Free drinks for slot play? Not so fast
How casinos are using more automation to figure how much booze to comp players


Image
STEVE MARCUS
A view of Bar 3535 at the Linq resort on Thursday, Oct. 30, 2014. Some Las Vegas Strip resorts have begun using automated systems to determine who gets comped alcoholic beverages.


By Thomas Moore (contact)
Thursday, Oct. 6, 2016 | 2 a.m.


Free booze, handed out by casinos to reward regular gamblers, is as much of a Las Vegas tradition as cheap buffets, showgirls in big production shows and free parking.




But like free parking, gradually being removed from MGM Resorts International's Las Vegas Strip properties this year, getting a free drink for throwing a few coins in a slot may become a thing of the past now that some Strip resorts have started using automated systems to determine who gets comped.


“There’s always been this unspoken rule that the bartenders decide who gets what,” said Scott Roeben, a blogger who reported on the issue last week. “They’re watching the play and if you don’t play enough, they say you gotta play more. They’re automating that system … so there’s a very one-to-one correlation between play and the rewards.”


Roeben thinks automating the process is a way for the casinos to tighten up on comps and ensure people are really gambling before they get free booze.


“It’s a pretty rudimentary concept to understand,” he said. “You don’t get a free drink for a 50-cent play … You never did, but now you get a red light that says you’re not meeting the criteria. You’re not worthy.”


On his blog vitalvegas.com, Roeben posted pictures of a system at Caesars Entertainment properties that feature red and green lights that tell the servers when to hand out comps. In a statement, Caesars officials confirmed they rolled out a comp-validation system in all its Nevada resorts.


An MGM representative said the company is pilot-testing a paper voucher comp-validation system on slot machines at MGM Grand and the Lobby Bar at the Mirage.


Roeben also noticed a comp-validation system at the Chandelier Lounge in the Cosmopolitan in August. Longtime Vegas observer and blogger Anthony Curtis also reported that the Cosmopolitan has implemented a voucher system. The Cosmopolitan declined to comment..


A quick email survey found many other casino companies are still comping drinks the old-fashioned way. They include the Tropicana, the Golden Gate and the D Las Vegas, the Sands, the Silverton Casino and all Boyd properties.


While the use of these systems isn’t widespread, it is significant, given the companies involved.


And Roeben said it makes sense anyway, since people are gambling less, for casinos to start tightening up on the comps.


“(Gaming companies) once thought of casinos as subsidizing everything else,” he said. “So the amount of play warranted freebies and being more liberal with freebies. But as gaming goes down, you gotta fill that gap in revenue. So you’re gonna automate things.”

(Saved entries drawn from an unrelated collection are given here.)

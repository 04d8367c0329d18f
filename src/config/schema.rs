//! Configuration schema definitions.
//!
//! This module defines the complete configuration structure for the router.
//! All types derive Serde traits for deserialization from config files.

use serde::{Deserialize, Serialize};
use std::time::Duration;

/// Root configuration for the load-aware router.
#[derive(Debug, Clone, Deserialize, Serialize, Default)]
#[serde(default)]
pub struct RouterConfig {
    /// Listener configuration (bind address).
    pub listener: ListenerConfig,

    /// Backend server definitions.
    pub backends: Vec<BackendConfig>,

    /// Load signal settings.
    pub load: LoadConfig,

    /// Circuit guard thresholds.
    pub circuit: CircuitConfig,

    /// Retry configuration.
    pub retries: RetryConfig,

    /// Timeout configuration.
    pub timeouts: TimeoutConfig,

    /// Active health probing settings.
    pub health_check: HealthCheckConfig,

    /// Request limits.
    pub limits: LimitsConfig,

    /// Observability settings.
    pub observability: ObservabilityConfig,

    /// Admin API settings.
    pub admin: AdminConfig,
}

/// Listener configuration.
#[derive(Debug, Clone, Deserialize, Serialize)]
#[serde(default)]
pub struct ListenerConfig {
    /// Bind address (e.g., "0.0.0.0:8080").
    pub bind_address: String,
}

impl Default for ListenerConfig {
    fn default() -> Self {
        Self {
            bind_address: "0.0.0.0:8080".to_string(),
        }
    }
}

/// Backend server configuration.
#[derive(Debug, Clone, PartialEq, Eq, Deserialize, Serialize)]
pub struct BackendConfig {
    /// Unique backend identifier.
    pub id: String,

    /// Backend address (e.g., "http://127.0.0.1:3000" or "127.0.0.1:3000").
    pub address: String,
}

/// Which load signal source feeds the tracker.
#[derive(Debug, Clone, Copy, PartialEq, Eq, Deserialize, Serialize, Default)]
#[serde(rename_all = "snake_case")]
pub enum LoadSignalKind {
    /// Exponentially weighted latency and error rate.
    #[default]
    Ewma,
    /// Random scores, for demos only.
    Synthetic,
}

/// Load signal configuration.
#[derive(Debug, Clone, Deserialize, Serialize)]
#[serde(default)]
pub struct LoadConfig {
    /// Signal source.
    pub signal: LoadSignalKind,

    /// EWMA smoothing factor in (0, 1]; higher reacts faster.
    pub alpha: f64,

    /// Latency that maps to a full latency score of 1.0.
    pub latency_ceiling_ms: u64,

    /// Share of the error rate in the combined score, in [0, 1].
    pub error_weight: f64,

    /// Added to the score while a backend is degraded.
    pub degraded_penalty: f64,

    /// Seed for the synthetic signal (random when absent).
    pub seed: Option<u64>,
}

impl Default for LoadConfig {
    fn default() -> Self {
        Self {
            signal: LoadSignalKind::Ewma,
            alpha: 0.3,
            latency_ceiling_ms: 1_000,
            error_weight: 0.5,
            degraded_penalty: 0.2,
            seed: None,
        }
    }
}

impl LoadConfig {
    pub fn latency_ceiling(&self) -> Duration {
        Duration::from_millis(self.latency_ceiling_ms)
    }
}

/// Circuit guard configuration.
#[derive(Debug, Clone, Deserialize, Serialize)]
#[serde(default)]
pub struct CircuitConfig {
    /// Consecutive failures that trip a backend to unavailable.
    pub failure_threshold: u32,

    /// Cool-down before a tripped backend gets a trial request, in milliseconds.
    pub cool_down_ms: u64,

    /// Consecutive failures above which a backend is degraded.
    /// Defaults to half of `failure_threshold`.
    pub degraded_threshold: Option<u32>,
}

impl Default for CircuitConfig {
    fn default() -> Self {
        Self {
            failure_threshold: 3,
            cool_down_ms: 10_000,
            degraded_threshold: None,
        }
    }
}

impl CircuitConfig {
    pub fn cool_down(&self) -> Duration {
        Duration::from_millis(self.cool_down_ms)
    }

    pub fn degraded_threshold(&self) -> u32 {
        self.degraded_threshold
            .unwrap_or(self.failure_threshold / 2)
    }
}

/// Retry configuration.
#[derive(Debug, Clone, Deserialize, Serialize)]
#[serde(default)]
pub struct RetryConfig {
    /// Additional attempts after the first, each on a different backend.
    pub max_retries: u32,

    /// Response statuses that count as a failed attempt.
    pub failure_statuses: Vec<u16>,

    /// Base delay for exponential backoff in milliseconds (0 disables backoff).
    pub base_delay_ms: u64,

    /// Maximum delay for exponential backoff in milliseconds.
    pub max_delay_ms: u64,

    /// Only retry idempotent methods.
    pub idempotent_only: bool,
}

impl Default for RetryConfig {
    fn default() -> Self {
        Self {
            max_retries: 2,
            failure_statuses: vec![502, 503, 504],
            base_delay_ms: 0,
            max_delay_ms: 200,
            idempotent_only: false,
        }
    }
}

/// Timeout configuration for various operations.
#[derive(Debug, Clone, Deserialize, Serialize)]
#[serde(default)]
pub struct TimeoutConfig {
    /// Connection establishment timeout in milliseconds.
    pub connect_ms: u64,

    /// Deadline for a single backend attempt (until response headers) in milliseconds.
    pub attempt_ms: u64,

    /// Total time for the inbound request in seconds.
    pub request_secs: u64,
}

impl Default for TimeoutConfig {
    fn default() -> Self {
        Self {
            connect_ms: 1_000,
            attempt_ms: 5_000,
            request_secs: 30,
        }
    }
}

impl TimeoutConfig {
    pub fn connect(&self) -> Duration {
        Duration::from_millis(self.connect_ms)
    }

    pub fn attempt(&self) -> Duration {
        Duration::from_millis(self.attempt_ms)
    }
}

/// Health check configuration.
#[derive(Debug, Clone, Deserialize, Serialize)]
#[serde(default)]
pub struct HealthCheckConfig {
    /// Enable active health probing.
    pub enabled: bool,

    /// Probe interval in seconds.
    pub interval_secs: u64,

    /// Probe timeout in milliseconds.
    pub timeout_ms: u64,

    /// Path to probe.
    pub path: String,
}

impl Default for HealthCheckConfig {
    fn default() -> Self {
        Self {
            enabled: false,
            interval_secs: 5,
            timeout_ms: 1_000,
            path: "/".to_string(),
        }
    }
}

/// Request limits.
#[derive(Debug, Clone, Deserialize, Serialize)]
#[serde(default)]
pub struct LimitsConfig {
    /// Maximum buffered request body size in bytes.
    pub max_body_bytes: usize,
}

impl Default for LimitsConfig {
    fn default() -> Self {
        Self {
            max_body_bytes: 2 * 1024 * 1024, // 2MB
        }
    }
}

/// Observability configuration.
#[derive(Debug, Clone, Deserialize, Serialize)]
#[serde(default)]
pub struct ObservabilityConfig {
    /// Log level (trace, debug, info, warn, error).
    pub log_level: String,

    /// Enable metrics endpoint.
    pub metrics_enabled: bool,

    /// Metrics endpoint bind address.
    pub metrics_address: String,
}

impl Default for ObservabilityConfig {
    fn default() -> Self {
        Self {
            log_level: "info".to_string(),
            metrics_enabled: false,
            metrics_address: "0.0.0.0:9090".to_string(),
        }
    }
}

/// Admin API configuration.
#[derive(Debug, Clone, Deserialize, Serialize)]
#[serde(default)]
pub struct AdminConfig {
    /// Enable the admin listener.
    pub enabled: bool,

    /// API key for authentication (Bearer token).
    pub api_key: String,

    /// Admin listener bind address.
    pub bind_address: String,
}

impl Default for AdminConfig {
    fn default() -> Self {
        Self {
            enabled: false,
            // WARNING: This is a placeholder! Change this in production.
            api_key: "CHANGE_ME_IN_PRODUCTION".to_string(),
            bind_address: "127.0.0.1:8079".to_string(),
        }
    }
}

MGM Resorts said the reason for its pilot program is simply to make the comp process easier for its servers.


“The new technology has eliminated the guessing game for bartenders about how many drinks each guest is eligible to receive based on play,” the company said in a statement. “Further, it has made the number of comped drinks that players receive consistent for all slot players at these bars.”


Curtis, however, has another theory for the interest in automating comps: theft.


“It’s an attempt to end a problem that’s been rampant for years,” Curtis said. “If you have a cash bar with unlooked or overseen comping privileges, a cash customer can buy a drink and bartender can comp them even if they’re not playing.” The bartender then pockets the cash the customer gave him for the drink.


Curtis said the voucher systems he’s seen haven’t been remotely cheap with the comps.


“Here’s what is making me believe that this is true,” Curtis said. “I test-drove it and sat down in one of voucher systems. Drink vouchers were coming out so fast that, literally, you couldn’t use them all. And I know how to drink and play. I’ve been doing it for years.”


Others aren’t so sure.


Sam Pollock is a former gaming executive whose company, Food and Beverage Consulting Solutions, helps casinos work though issues surrounding bars and restaurants.


He thinks automation can’t prevent all theft. But it could help casinos make sure that the people who deserve comps actually get them.


“From a service perspective, the bartender can look at the green light and then come over. It’s like a slot with a call button. That’s where I see it working better.”


As the president of Raving Consulting Co., Dennis Conrad also consults with casinos across the country.


He says automating comps might be an attempt to improve customer service by ensuring people entitled to comps get them. And it might also be a way to get rid of freeloaders and even reduce theft. Regardless of the reasons for implementing them, automated systems could create new problems.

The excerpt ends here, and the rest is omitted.